An implementation of Apache's svndumpfilter that solves some common problems.


svndumpfilterIN was developed on a Linux machine using

  • Python 2.6.6
  • nosetests version 1.1.2


WARNING Before starting the filter, make sure that the user running it has sufficient permissions to perform svnlook on your target directory.

Usage: [OPTIONS] <input_dump> <SUBCOMMAND> [args]

Example Usage:

sudo python input_name.dump include directory_name -r repo_path -o output_name.dump

Runs the svndumpfilter on input_name.dump from repo_path to carve out directory_name and save the result to output_name.dump.

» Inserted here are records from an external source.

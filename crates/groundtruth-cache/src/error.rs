//! Error types for cache operations

use thiserror::Error;

/// Errors that can occur while configuring or running the cache
#[derive(Error, Debug)]
pub enum CacheError {
    /// Configuration error
    #[error("Configuration error: {0}")]
    Config(String),

    /// Sweeper worker error
    #[error("Worker error: {0}")]
    Worker(String),
}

The filter relies on svnlook to pull excluded files/directories that are eventually moved into included directories.


  1. Drops empty revision record when all node records are excluded from revision

Example : You have a revision record, but all the paths are for excluded directories. The result is that the node record will not show up in the final dump file.

  1. Renumbers revisions based on revisions that were dropped.

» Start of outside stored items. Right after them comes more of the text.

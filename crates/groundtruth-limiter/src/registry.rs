//! Registry of per-origin limiters

use crate::{LimiterConfig, LimiterError, LimiterStats, OriginLimiter};
use groundtruth_domain::RateBudget;
use std::collections::HashMap;
use std::sync::{Arc, PoisonError, RwLock};

/// Owns one [`OriginLimiter`] per origin
///
/// Registration happens at startup; lookups afterwards only take the read
/// lock, and each limiter synchronizes its own bucket, so different origins
/// never contend.
pub struct LimiterRegistry {
    config: LimiterConfig,
    limiters: RwLock<HashMap<String, Arc<OriginLimiter>>>,
}

impl LimiterRegistry {
    /// Create an empty registry
    pub fn new(config: LimiterConfig) -> Self {
        Self {
            config,
            limiters: RwLock::new(HashMap::new()),
        }
    }

    /// Configuration in use
    pub fn config(&self) -> &LimiterConfig {
        &self.config
    }

    /// Register an origin, or return its existing limiter
    ///
    /// The first registration for an origin fixes its budget; later modules
    /// on the same origin share that bucket.
    pub fn register(
        &self,
        origin: &str,
        budget: RateBudget,
    ) -> Result<Arc<OriginLimiter>, LimiterError> {
        let mut limiters = self.limiters.write().unwrap_or_else(PoisonError::into_inner);
        if let Some(existing) = limiters.get(origin) {
            if existing.budget() != budget {
                tracing::warn!(
                    origin,
                    "Origin already registered with a different budget, keeping the first"
                );
            }
            return Ok(Arc::clone(existing));
        }

        let limiter = Arc::new(OriginLimiter::new(origin, budget, self.config.max_wait())?);
        limiters.insert(origin.to_string(), Arc::clone(&limiter));
        Ok(limiter)
    }

    /// Limiter for an origin
    pub fn get(&self, origin: &str) -> Option<Arc<OriginLimiter>> {
        self.limiters
            .read()
            .unwrap_or_else(PoisonError::into_inner)
            .get(origin)
            .cloned()
    }

    /// Number of registered origins
    pub fn len(&self) -> usize {
        self.limiters.read().unwrap_or_else(PoisonError::into_inner).len()
    }

    /// Whether no origin is registered
    pub fn is_empty(&self) -> bool {
        self.len() == 0
    }

    /// Stats for every origin, sorted by origin name
    pub fn stats(&self) -> Vec<(String, LimiterStats)> {
        let limiters = self.limiters.read().unwrap_or_else(PoisonError::into_inner);
        let mut stats: Vec<_> = limiters
            .iter()
            .map(|(origin, limiter)| (origin.clone(), limiter.stats()))
            .collect();
        stats.sort_by(|a, b| a.0.cmp(&b.0));
        stats
    }
}

impl Default for LimiterRegistry {
    fn default() -> Self {
        Self::new(LimiterConfig::default())
    }
}

#[cfg(test)]
mod tests {
    use super::*;

    #[test]
    fn test_register_and_get() {
        let registry = LimiterRegistry::default();
        assert!(registry.is_empty());

        registry.register("edgar", RateBudget::per_second(10)).unwrap();
        assert!(registry.get("edgar").is_some());
        assert!(registry.get("quotes").is_none());
        assert_eq!(registry.len(), 1);
    }

    #[tokio::test]
    async fn test_shared_origin_shares_bucket() {
        let registry = LimiterRegistry::new(LimiterConfig::aggressive());
        let a = registry.register("edgar", RateBudget::per_minute(1)).unwrap();
        let b = registry.register("edgar", RateBudget::per_minute(1)).unwrap();
        assert!(Arc::ptr_eq(&a, &b));

        assert!(a.acquire().await.is_ok());
        assert!(b.acquire().await.unwrap_err().is_throttled());
    }

    #[test]
    fn test_invalid_budget_not_registered() {
        let registry = LimiterRegistry::default();
        assert!(registry.register("bad", RateBudget::per_second(0)).is_err());
        assert!(registry.get("bad").is_none());
    }

    #[test]
    fn test_stats_sorted() {
        let registry = LimiterRegistry::default();
        registry.register("zeta", RateBudget::per_second(1)).unwrap();
        registry.register("alpha", RateBudget::per_second(1)).unwrap();
        let names: Vec<_> = registry.stats().into_iter().map(|(n, _)| n).collect();
        assert_eq!(names, vec!["alpha", "zeta"]);
    }
}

Example: There are 5 revisions and 3 revisions are empty because all their node records are for excluded paths. You will have an output dump file with 2 revisions, numbered Revision 1 and Revision 2.

  1. Scan-only mode where a quick scan of the dump file is done to detect whether untangling repositories will be necessary.

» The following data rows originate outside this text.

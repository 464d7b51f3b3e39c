//! MCP server implementation

use serde_json::{json, Value};
use tokio::io::{AsyncBufRead, AsyncBufReadExt, AsyncWrite, AsyncWriteExt};
use tokio_util::sync::CancellationToken;
use tracing::{debug, error, info, warn};

use crate::error::McpError;
use crate::protocol::{
    Capabilities, InitializeResult, Method, Request, Response, ServerInfo, ToolDefinition, ToolList,
    ToolsCapability,
};
use crate::tools::{self, ToolContext};

/// Protocol version reported by `initialize`
pub const PROTOCOL_VERSION: &str = "0.1.0";

/// Authoritative metric lookup
pub const TOOL_LOOKUP: &str = "groundtruth_lookup";
/// Private-company revenue estimate
pub const TOOL_ESTIMATE: &str = "groundtruth_estimate_private";
/// Claim verification
pub const TOOL_VERIFY: &str = "groundtruth_verify_claim";
/// Benchmark comparison
pub const TOOL_DRIVERS: &str = "groundtruth_value_drivers";

/// MCP Server
///
/// Handles Model Context Protocol requests, one JSON-RPC message per line.
pub struct McpServer {
    ctx: ToolContext,
}

impl McpServer {
    /// Create a server over a tool context
    pub fn new(ctx: ToolContext) -> Self {
        Self { ctx }
    }

    /// Tool context the server dispatches into
    pub fn context(&self) -> &ToolContext {
        &self.ctx
    }

    /// Serve line-delimited JSON-RPC until the reader closes or `shutdown` fires
    ///
    /// Each call gets a child of `shutdown`, so a shutdown cancels whatever
    /// resolution is in flight.
    pub async fn serve<R, W>(&self, reader: R, mut writer: W, shutdown: CancellationToken) -> Result<(), McpError>
    where
        R: AsyncBufRead + Unpin,
        W: AsyncWrite + Unpin,
    {
        info!("MCP server started");
        let mut lines = reader.lines();

        loop {
            let line = tokio::select! {
                _ = shutdown.cancelled() => {
                    info!("Shutdown requested");
                    break;
                }
                line = lines.next_line() => line?,
            };
            let Some(line) = line else {
                break;
            };

            let call = shutdown.child_token();
            if let Some(response) = self.handle_line_with(&line, &call).await {
                let response_str = serde_json::to_string(&response)?;
                writer.write_all(response_str.as_bytes()).await?;
                writer.write_all(b"\n").await?;
                writer.flush().await?;
                debug!("Sent response: {}", response_str);
            }
        }

        info!("MCP server stopped");
        Ok(())
    }

    /// Handle one line of input
    ///
    /// Returns `None` for blank lines and notifications (requests without
    /// an id), which get no response.
    pub async fn handle_line(&self, line: &str) -> Option<Value> {
        self.handle_line_with(line, &CancellationToken::new()).await
    }

    async fn handle_line_with(&self, line: &str, cancel: &CancellationToken) -> Option<Value> {
        if line.trim().is_empty() {
            return None;
        }
        debug!("Received request: {}", line);

        let request = match Request::parse(line) {
            Ok(request) => request,
            Err(e) => {
                error!("Failed to parse request: {}", e);
                return Some(Response::failure(None, &e).into_value());
            }
        };

        if let Err(e) = request.check_version() {
            return Some(Response::failure(request.id, &e).into_value());
        }

        if request.is_notification() {
            debug!(method = %request.method, "Notification ignored");
            return None;
        }

        Some(self.handle_request(request, cancel).await)
    }

    async fn handle_request(&self, request: Request, cancel: &CancellationToken) -> Value {
        let reply = match request.method() {
            Ok(Method::Initialize) => Ok(Response::ok(request.id.clone(), self.initialize()).into_value()),
            Ok(Method::ListTools) => Ok(Response::ok(request.id.clone(), tool_list()).into_value()),
            Ok(Method::CallTool) => self.tool_call(&request, cancel).await,
            Err(e) => Err(e),
        };

        reply.unwrap_or_else(|e| {
            warn!(code = e.error_code(), kind = e.kind(), "Request failed: {}", e);
            Response::failure(request.id, &e).into_value()
        })
    }

    fn initialize(&self) -> InitializeResult<'_> {
        InitializeResult {
            protocol_version: PROTOCOL_VERSION,
            server_info: ServerInfo {
                name: "groundtruth-mcp",
                version: env!("CARGO_PKG_VERSION"),
            },
            capabilities: Capabilities {
                tools: ToolsCapability { list_changed: false },
                sources: self.ctx.engine().describe(),
            },
        }
    }

    /// Run a tool and wrap its envelope in the reply
    async fn tool_call(&self, request: &Request, cancel: &CancellationToken) -> Result<Value, McpError> {
        let call = request.tool_call()?;
        let id = request.id.clone();

        debug!(tool = %call.name, "Tool call");
        let reply = match call.name.as_str() {
            TOOL_LOOKUP => {
                let envelope = tools::handle_lookup(&self.ctx, call.arguments()?, cancel).await?;
                Response::ok(id, envelope).into_value()
            }
            TOOL_ESTIMATE => {
                let envelope = tools::handle_estimate(&self.ctx, call.arguments()?, cancel).await?;
                Response::ok(id, envelope).into_value()
            }
            TOOL_VERIFY => {
                let envelope = tools::handle_verify(&self.ctx, call.arguments()?, cancel).await?;
                Response::ok(id, envelope).into_value()
            }
            TOOL_DRIVERS => {
                let envelope = tools::handle_value_drivers(&self.ctx, call.arguments()?, cancel).await?;
                Response::ok(id, envelope).into_value()
            }
            other => return Err(McpError::ToolNotFound(other.to_string())),
        };
        Ok(reply)
    }
}

fn tool_list() -> ToolList {
    ToolList {
        tools: vec![
            tool_definition_lookup(),
            tool_definition_estimate(),
            tool_definition_verify(),
            tool_definition_drivers(),
        ],
    }
}

// Tool definitions for tools/list response
fn tool_definition_lookup() -> ToolDefinition {
    ToolDefinition {
        name: TOOL_LOOKUP,
        description: "Look up a financial metric for an entity from the most authoritative source available",
        input_schema: json!({
            "type": "object",
            "properties": {
                "identifier": {"type": "string", "description": "Entity identifier (e.g. a filing ID or ticker)"},
                "metric": {"type": "string", "description": "Metric name (e.g. revenue_total)"},
                "metrics": {"type": "array", "items": {"type": "string"}, "description": "Several metrics, resolved independently"},
                "period": {"type": "string", "description": "Reporting period (e.g. FY2024)"},
                "tier_floor": {"type": "string", "enum": ["Tier1", "Tier2", "Tier3"], "description": "Least authoritative tier accepted (default: Tier1)"},
                "include_trace": {"type": "boolean", "description": "Attach the resolution trace", "default": false}
            },
            "required": ["identifier"]
        }),
    }
}

fn tool_definition_estimate() -> ToolDefinition {
    ToolDefinition {
        name: TOOL_ESTIMATE,
        description: "Estimate a private company's revenue from headcount or funding and an industry benchmark",
        input_schema: json!({
            "type": "object",
            "properties": {
                "identifier": {"type": "string", "description": "Private entity identifier"},
                "classification_code": {"type": "string", "description": "Industry classification code (e.g. NAICS-5112)"},
                "proxy": {"type": "string", "enum": ["headcount", "funding_total"], "default": "headcount"},
                "period": {"type": "string", "description": "Reporting period"},
                "include_trace": {"type": "boolean", "default": false}
            },
            "required": ["identifier", "classification_code"]
        }),
    }
}

fn tool_definition_verify() -> ToolDefinition {
    ToolDefinition {
        name: TOOL_VERIFY,
        description: "Check the numeric claims in a passage of text against authoritative data",
        input_schema: json!({
            "type": "object",
            "properties": {
                "identifier": {"type": "string", "description": "Entity the text talks about"},
                "text": {"type": "string", "description": "Text containing numeric claims"},
                "period": {"type": "string", "description": "Period for claims that do not name one"},
                "tolerance_pct": {"type": "number", "minimum": 0.0, "description": "Allowed relative difference in percent"},
                "include_trace": {"type": "boolean", "default": false}
            },
            "required": ["identifier", "text"]
        }),
    }
}

fn tool_definition_drivers() -> ToolDefinition {
    ToolDefinition {
        name: TOOL_DRIVERS,
        description: "Compare an entity's metric with its industry benchmark (advisory)",
        input_schema: json!({
            "type": "object",
            "properties": {
                "identifier": {"type": "string", "description": "Target entity"},
                "metric": {"type": "string", "description": "Entity metric to compare"},
                "classification_code": {"type": "string", "description": "Industry classification code"},
                "benchmark_metric": {"type": "string", "description": "Benchmark metric (default: same as metric)"},
                "mode": {"type": "string", "enum": ["gap", "ratio"], "default": "gap"},
                "period": {"type": "string"},
                "include_trace": {"type": "boolean", "default": false}
            },
            "required": ["identifier", "metric", "classification_code"]
        }),
    }
}

#[cfg(test)]
mod tests {
    use super::*;

    #[test]
    fn test_tool_definitions_have_schemas() {
        for def in [
            tool_definition_lookup(),
            tool_definition_estimate(),
            tool_definition_verify(),
            tool_definition_drivers(),
        ] {
            assert!(def.name.starts_with("groundtruth_"));
            assert_eq!(def.input_schema["type"], "object");
            assert!(def.input_schema["required"]
                .as_array()
                .unwrap()
                .contains(&json!("identifier")));
        }
    }

    #[test]
    fn test_tool_list_order() {
        let names: Vec<_> = tool_list().tools.iter().map(|t| t.name).collect();
        assert_eq!(names, [TOOL_LOOKUP, TOOL_ESTIMATE, TOOL_VERIFY, TOOL_DRIVERS]);
    }
}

Example of untangling: You have a node record that has a copyfrom-path that refers to an excluded directory. You will need to untangle this by retrieving information about the file that you are copying from and add it to a prior node record.

  1. Ability to strip svn:mergeinfo properties.

Example: You can strip svn:mergeinfo properties. Svnadmin tries to resolve merge info from svn:mergeinfo properties, and in case of heavy filtering they are broken because of the dropped revisions. Such dumps cause svnadmin to fail import.

Arguments: -x, --strip-mergeinfo.

  1. Ability to start filtering at any revision.

Example: You can start filtering at revision 100 if you have already loaded the first 100 previously from another dump file.

  1. Automatically untangles revisions.

Example: Whenever you reference an excluded path from an included node-path, you will automatically have the excluded data loaded in a prior record.

  1. Path matching is done on more than just the top-level.

Example: You can match to repo/dir1/dir2 which is more than the repo/dir1/ which is as deep as some filters can match to.

  1. Added functionality to add dependent directories due to matching at more than the top-level.

Example: If you match at more than a top-level, you will need to add dependents for paths that are more than 1 level deep. For example, if you only include repo/dir1, you will need to have a node add repo before the node record that adds repo/dir1.

  1. Paths to include/exclude can now be read from a file.

Example: You can now add --file to specify a file to read matched paths from.

  1. Property tags are added to differentiate dump filter generated items.

Example: For the property header, a key, K 23 as svndumpfilter generated, is appended with a value, V 4 as True.

Contributing / Issues

To file issue reports, use the project's issue tracker on GitHub.

When creating an issue, please provide a sample of the dump file that is creating the problem or provide a method to reproduce it.

Patches are also welcome to the problems you encounter.